Sen. Anna MacKinnon says purchasing the building from current owner Wells Fargo will be cheaper than renovating the state-owned Atwood Building and paying for interim office space while renovations take place. This statement underscores a major problem with our Legislature as a whole: They refuse to look beyond next year. Purchasing a $12.5 million building may be the cheaper option (that's if the Wells Fargo building requires no renovation) over the next few years, but elected leaders should be thinking long-term savings. This lack of foresight is how Alaska ended up with a $4 billion deficit to begin with. Somewhere along the way, we forgot that oil prices go down as well as up.

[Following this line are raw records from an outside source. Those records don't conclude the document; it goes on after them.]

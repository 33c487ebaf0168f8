use std::env;
use std::path::PathBuf;
use std::str::FromStr;
use std::time::Duration;

use crate::shared::constants::{
    DEFAULT_CHUNK_READ_TIMEOUT_SECS, DEFAULT_CHUNK_SIZE, DEFAULT_CHUNK_WRITE_TIMEOUT_SECS,
    DEFAULT_CLEANUP_GRACE_SECS, DEFAULT_REAPER_INTERVAL_SECS, DEFAULT_SESSION_TTL_SECS,
    MAX_CHUNK_SIZE, MAX_FILE_SIZE, MAX_TOTAL_CHUNKS, MIN_CHUNK_SIZE,
};

#[derive(Debug, Clone)]
pub struct Config {
    pub app: AppConfig,
    pub database: Option<DatabaseConfig>,
    pub upload: UploadConfig,
    pub storage: StorageConfig,
    pub swagger: SwaggerConfig,
}

#[derive(Debug, Clone)]
pub struct AppConfig {
    pub host: String,
    pub port: u16,
    pub cors_allowed_origins: Vec<String>,
}

#[derive(Debug, Clone)]
pub struct DatabaseConfig {
    pub url: String,
    pub max_connections: u32,
    pub min_connections: u32,
    pub acquire_timeout_secs: u64,
    pub idle_timeout_secs: u64,
    pub max_lifetime_secs: u64,
}

/// Limits and lifetimes of the chunked upload engine
#[derive(Debug, Clone)]
pub struct UploadConfig {
    /// Chunk size handed out when the client does not ask for one
    pub default_chunk_size: u64,
    pub min_chunk_size: u64,
    pub max_chunk_size: u64,
    /// Largest declared file size accepted at initialize
    pub max_file_size: u64,
    pub max_total_chunks: u64,
    /// Root for chunk scratch space, staging files and local artifacts
    pub scratch_dir: PathBuf,
    /// Inactivity after which a non-terminal session is expired
    pub session_ttl: Duration,
    /// Time a terminal session is kept before it is purged
    pub cleanup_grace: Duration,
    pub reaper_interval: Duration,
    pub chunk_write_timeout: Duration,
    /// Time allowed for a client to deliver one chunk request body
    pub chunk_read_timeout: Duration,
}

/// Which backend holds chunk scratch data and assembled files
#[derive(Debug, Clone, Copy, PartialEq, Eq)]
pub enum StorageBackend {
    Local,
    /// Chunks held in process memory, assembled files on local disk
    Memory,
    MinIO,
}

#[derive(Debug, Clone)]
pub struct StorageConfig {
    pub backend: StorageBackend,
    pub minio: MinIOConfig,
}

#[derive(Debug, Clone)]
pub struct SwaggerConfig {
    pub username: Option<String>,
    pub password: Option<String>,
    pub title: String,
    pub version: String,
    pub description: String,
}

/// MinIO/S3 storage configuration for chunk and artifact objects
#[derive(Debug, Clone)]
pub struct MinIOConfig {
    /// MinIO/S3 endpoint URL
    pub endpoint: String,
    /// Public endpoint URL used in artifact locations (defaults to endpoint)
    pub public_endpoint: String,
    pub access_key: String,
    pub secret_key: String,
    pub bucket: String,
    /// AWS region (for S3 compatibility)
    pub region: String,
    /// Key prefix for in-flight chunks
    pub chunk_prefix: String,
    /// Key prefix for assembled files
    pub artifact_prefix: String,
}

/// Read a numeric variable, falling back to `default` when unset
fn parse_env<T: FromStr>(name: &str, default: T) -> Result<T, String> {
    match env::var(name) {
        Ok(raw) => raw
            .trim()
            .parse::<T>()
            .map_err(|_| format!("{} must be a valid number", name)),
        Err(_) => Ok(default),
    }
}

impl Config {
    pub fn from_env() -> Result<Self, String> {
        // Load .env file if exists, ignore if not found (optional for production)
        if let Err(e) = dotenvy::dotenv() {
            if !e.to_string().contains("not found") {
                eprintln!("Warning: Error loading .env file: {}", e);
            }
        }

        Ok(Config {
            app: AppConfig::from_env()?,
            database: DatabaseConfig::from_env()?,
            upload: UploadConfig::from_env()?,
            storage: StorageConfig::from_env()?,
            swagger: SwaggerConfig::from_env()?,
        })
    }
}

impl AppConfig {
    pub fn from_env() -> Result<Self, String> {
        let host = env::var("HOST").unwrap_or_else(|_| "127.0.0.1".to_string());
        let port = env::var("PORT")
            .unwrap_or_else(|_| "3000".to_string())
            .parse::<u16>()
            .map_err(|e| format!("Invalid PORT: {}", e))?;

        // Parse CORS allowed origins from comma-separated string
        let cors_allowed_origins = env::var("CORS_ALLOWED_ORIGINS")
            .unwrap_or_else(|_| "*".to_string())
            .split(',')
            .map(|s| s.trim().to_string())
            .filter(|s| !s.is_empty())
            .collect();

        Ok(Self {
            host,
            port,
            cors_allowed_origins,
        })
    }

    pub fn server_address(&self) -> String {
        format!("{}:{}", self.host, self.port)
    }
}

impl DatabaseConfig {
    // Default values for database connection pool (conservative defaults for small-medium apps)
    const DEFAULT_MAX_CONNECTIONS: u32 = 10;
    const DEFAULT_MIN_CONNECTIONS: u32 = 1;
    const DEFAULT_ACQUIRE_TIMEOUT_SECS: u64 = 5;
    const DEFAULT_IDLE_TIMEOUT_SECS: u64 = 600; // 10 minutes
    const DEFAULT_MAX_LIFETIME_SECS: u64 = 1800; // 30 minutes

    /// `None` when `DATABASE_URL` is unset; sessions then live in memory
    pub fn from_env() -> Result<Option<Self>, String> {
        let url = match env::var("DATABASE_URL") {
            Ok(url) if !url.trim().is_empty() => url,
            _ => return Ok(None),
        };

        Ok(Some(Self {
            url,
            max_connections: parse_env("DB_MAX_CONNECTIONS", Self::DEFAULT_MAX_CONNECTIONS)?,
            min_connections: parse_env("DB_MIN_CONNECTIONS", Self::DEFAULT_MIN_CONNECTIONS)?,
            acquire_timeout_secs: parse_env(
                "DB_ACQUIRE_TIMEOUT_SECS",
                Self::DEFAULT_ACQUIRE_TIMEOUT_SECS,
            )?,
            idle_timeout_secs: parse_env("DB_IDLE_TIMEOUT_SECS", Self::DEFAULT_IDLE_TIMEOUT_SECS)?,
            max_lifetime_secs: parse_env("DB_MAX_LIFETIME_SECS", Self::DEFAULT_MAX_LIFETIME_SECS)?,
        }))
    }
}

impl Default for UploadConfig {
    fn default() -> Self {
        Self {
            default_chunk_size: DEFAULT_CHUNK_SIZE,
            min_chunk_size: MIN_CHUNK_SIZE,
            max_chunk_size: MAX_CHUNK_SIZE,
            max_file_size: MAX_FILE_SIZE,
            max_total_chunks: MAX_TOTAL_CHUNKS,
            scratch_dir: PathBuf::from("./data/uploads"),
            session_ttl: Duration::from_secs(DEFAULT_SESSION_TTL_SECS),
            cleanup_grace: Duration::from_secs(DEFAULT_CLEANUP_GRACE_SECS),
            reaper_interval: Duration::from_secs(DEFAULT_REAPER_INTERVAL_SECS),
            chunk_write_timeout: Duration::from_secs(DEFAULT_CHUNK_WRITE_TIMEOUT_SECS),
            chunk_read_timeout: Duration::from_secs(DEFAULT_CHUNK_READ_TIMEOUT_SECS),
        }
    }
}

impl UploadConfig {
    pub fn from_env() -> Result<Self, String> {
        let defaults = Self::default();

        let config = Self {
            default_chunk_size: parse_env(
                "UPLOAD_DEFAULT_CHUNK_SIZE",
                defaults.default_chunk_size,
            )?,
            min_chunk_size: parse_env("UPLOAD_MIN_CHUNK_SIZE", defaults.min_chunk_size)?,
            max_chunk_size: parse_env("UPLOAD_MAX_CHUNK_SIZE", defaults.max_chunk_size)?,
            max_file_size: parse_env("UPLOAD_MAX_FILE_SIZE", defaults.max_file_size)?,
            max_total_chunks: parse_env("UPLOAD_MAX_TOTAL_CHUNKS", defaults.max_total_chunks)?,
            scratch_dir: env::var("UPLOAD_SCRATCH_DIR")
                .map(PathBuf::from)
                .unwrap_or(defaults.scratch_dir),
            session_ttl: Duration::from_secs(parse_env(
                "UPLOAD_SESSION_TTL_SECS",
                DEFAULT_SESSION_TTL_SECS,
            )?),
            cleanup_grace: Duration::from_secs(parse_env(
                "UPLOAD_CLEANUP_GRACE_SECS",
                DEFAULT_CLEANUP_GRACE_SECS,
            )?),
            reaper_interval: Duration::from_secs(parse_env(
                "UPLOAD_REAPER_INTERVAL_SECS",
                DEFAULT_REAPER_INTERVAL_SECS,
            )?),
            chunk_write_timeout: Duration::from_secs(parse_env(
                "UPLOAD_CHUNK_WRITE_TIMEOUT_SECS",
                DEFAULT_CHUNK_WRITE_TIMEOUT_SECS,
            )?),
            chunk_read_timeout: Duration::from_secs(parse_env(
                "UPLOAD_CHUNK_READ_TIMEOUT_SECS",
                DEFAULT_CHUNK_READ_TIMEOUT_SECS,
            )?),
        };

        config.validate()?;
        Ok(config)
    }

    pub fn validate(&self) -> Result<(), String> {
        if self.min_chunk_size == 0 {
            return Err("UPLOAD_MIN_CHUNK_SIZE must be greater than zero".to_string());
        }
        if self.min_chunk_size > self.max_chunk_size {
            return Err("UPLOAD_MIN_CHUNK_SIZE must not exceed UPLOAD_MAX_CHUNK_SIZE".to_string());
        }
        if !(self.min_chunk_size..=self.max_chunk_size).contains(&self.default_chunk_size) {
            return Err(
                "UPLOAD_DEFAULT_CHUNK_SIZE must lie between the minimum and maximum chunk size"
                    .to_string(),
            );
        }
        if self.max_total_chunks == 0 || self.max_total_chunks > u64::from(u32::MAX) {
            return Err(format!(
                "UPLOAD_MAX_TOTAL_CHUNKS must be between 1 and {}",
                u32::MAX
            ));
        }
        if self.reaper_interval.is_zero() {
            return Err("UPLOAD_REAPER_INTERVAL_SECS must be greater than zero".to_string());
        }
        if self.chunk_write_timeout.is_zero() || self.chunk_read_timeout.is_zero() {
            return Err("Chunk read and write timeouts must be greater than zero".to_string());
        }
        Ok(())
    }

    pub fn chunks_dir(&self) -> PathBuf {
        self.scratch_dir.join("chunks")
    }

    pub fn staging_dir(&self) -> PathBuf {
        self.scratch_dir.join("staging")
    }

    pub fn files_dir(&self) -> PathBuf {
        self.scratch_dir.join("files")
    }
}

impl StorageConfig {
    pub fn from_env() -> Result<Self, String> {
        let backend = match env::var("STORAGE_BACKEND")
            .unwrap_or_else(|_| "local".to_string())
            .to_lowercase()
            .as_str()
        {
            "local" => StorageBackend::Local,
            "memory" => StorageBackend::Memory,
            "minio" | "s3" => StorageBackend::MinIO,
            other => {
                return Err(format!(
                    "STORAGE_BACKEND must be 'local', 'memory' or 'minio', got '{}'",
                    other
                ))
            }
        };

        Ok(Self {
            backend,
            minio: MinIOConfig::from_env()?,
        })
    }
}

impl SwaggerConfig {
    pub fn from_env() -> Result<Self, String> {
        // Only use credentials if they are non-empty
        let username = env::var("SWAGGER_USERNAME").ok().filter(|s| !s.is_empty());
        let password = env::var("SWAGGER_PASSWORD").ok().filter(|s| !s.is_empty());
        let title = env::var("SWAGGER_TITLE").unwrap_or_else(|_| "Claimdoc API".to_string());
        let version = env::var("SWAGGER_VERSION").unwrap_or_else(|_| "0.1.0".to_string());
        let description = env::var("SWAGGER_DESCRIPTION")
            .unwrap_or_else(|_| "Resumable claim document uploads".to_string());

        Ok(Self {
            username,
            password,
            title,
            version,
            description,
        })
    }

    /// Returns credentials in "username:password" format if auth is enabled
    pub fn credentials(&self) -> Option<String> {
        match (&self.username, &self.password) {
            (Some(user), Some(pass)) => Some(format!("{}:{}", user, pass)),
            _ => None,
        }
    }
}

impl MinIOConfig {
    pub fn from_env() -> Result<Self, String> {
        let endpoint =
            env::var("MINIO_ENDPOINT").unwrap_or_else(|_| "http://localhost:9000".to_string());

        // Public endpoint defaults to the main endpoint if not specified
        let public_endpoint =
            env::var("MINIO_PUBLIC_ENDPOINT").unwrap_or_else(|_| endpoint.clone());

        let access_key = env::var("MINIO_ACCESS_KEY").unwrap_or_else(|_| "minioadmin".to_string());

        let secret_key = env::var("MINIO_SECRET_KEY").unwrap_or_else(|_| "minioadmin".to_string());

        let bucket = env::var("MINIO_BUCKET").unwrap_or_else(|_| "claimdoc-uploads".to_string());

        let region = env::var("MINIO_REGION").unwrap_or_else(|_| "us-east-1".to_string());

        let chunk_prefix = env::var("MINIO_CHUNK_PREFIX").unwrap_or_else(|_| "chunks".to_string());

        let artifact_prefix =
            env::var("MINIO_ARTIFACT_PREFIX").unwrap_or_else(|_| "documents".to_string());

        Ok(Self {
            endpoint,
            public_endpoint,
            access_key,
            secret_key,
            bucket,
            region,
            chunk_prefix,
            artifact_prefix,
        })
    }
}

This newspaper said just a week ago that the City and Borough of Juneau should avoid putting public dollars toward the Juneau Ocean Center because this isn't the time for state or local governments to begin building new things. We must take care of what we already have. The same argument holds true for the Legislative Council's persistent attempts to buy a building, even though it already has one that will suffice.

Juneau is very familiar with the notion of having two buildings where one will do. We've learned a painful lesson through the experience of building a second high school and a second community pool. We enjoy these facilities, but now that we've been confronted with the bill, they seem much less necessary.

The majority of Alaskans we've heard from are OK with the idea of getting less from the state. We have to be. The Legislature shouldn't treat itself differently. If the rest of us are expected to sacrifice jobs, services and public safety, those making these decisions shouldn't increase their own luxuries.

On Thursday, the Alaska Senate Finance Committee approved a state capital budget that contains $12.5 million for the new building. What was left out? $7.2 million for a new village school in Kivalina. That payment is, we believe, required by a lawsuit the state settled.

For the sake of a new office building in Anchorage, the Alaska Legislature is sacrificing the children of Kivalina. It is putting the state at risk of a new lawsuit. This is atop the lawsuit already being threatened by the bank that funded renovations to the existing Anchorage Legislative offices. The Kivalina school is just one example among many of where money is needed but won't be received if unnecessary spending isn't curbed.

We don't know whether to cry or laugh.

A new office might make legislative staffers more efficient, but that new office isn't essential. We've heard time and again from legislators this year that only essential services can be offered in this budget. Lawmakers should listen to themselves.

Gov. Bill Walker previously said he'd veto any attempt to purchase the Anchorage LIO for $32.5 million. He has declined to say whether he'd do the same for this building. We hope he will again vow to veto this proposal for the sake of fiscal conservatism and Alaska's shrunken revenue.

Our simple hope is that politicians who call themselves fiscal conservatives will act like they are.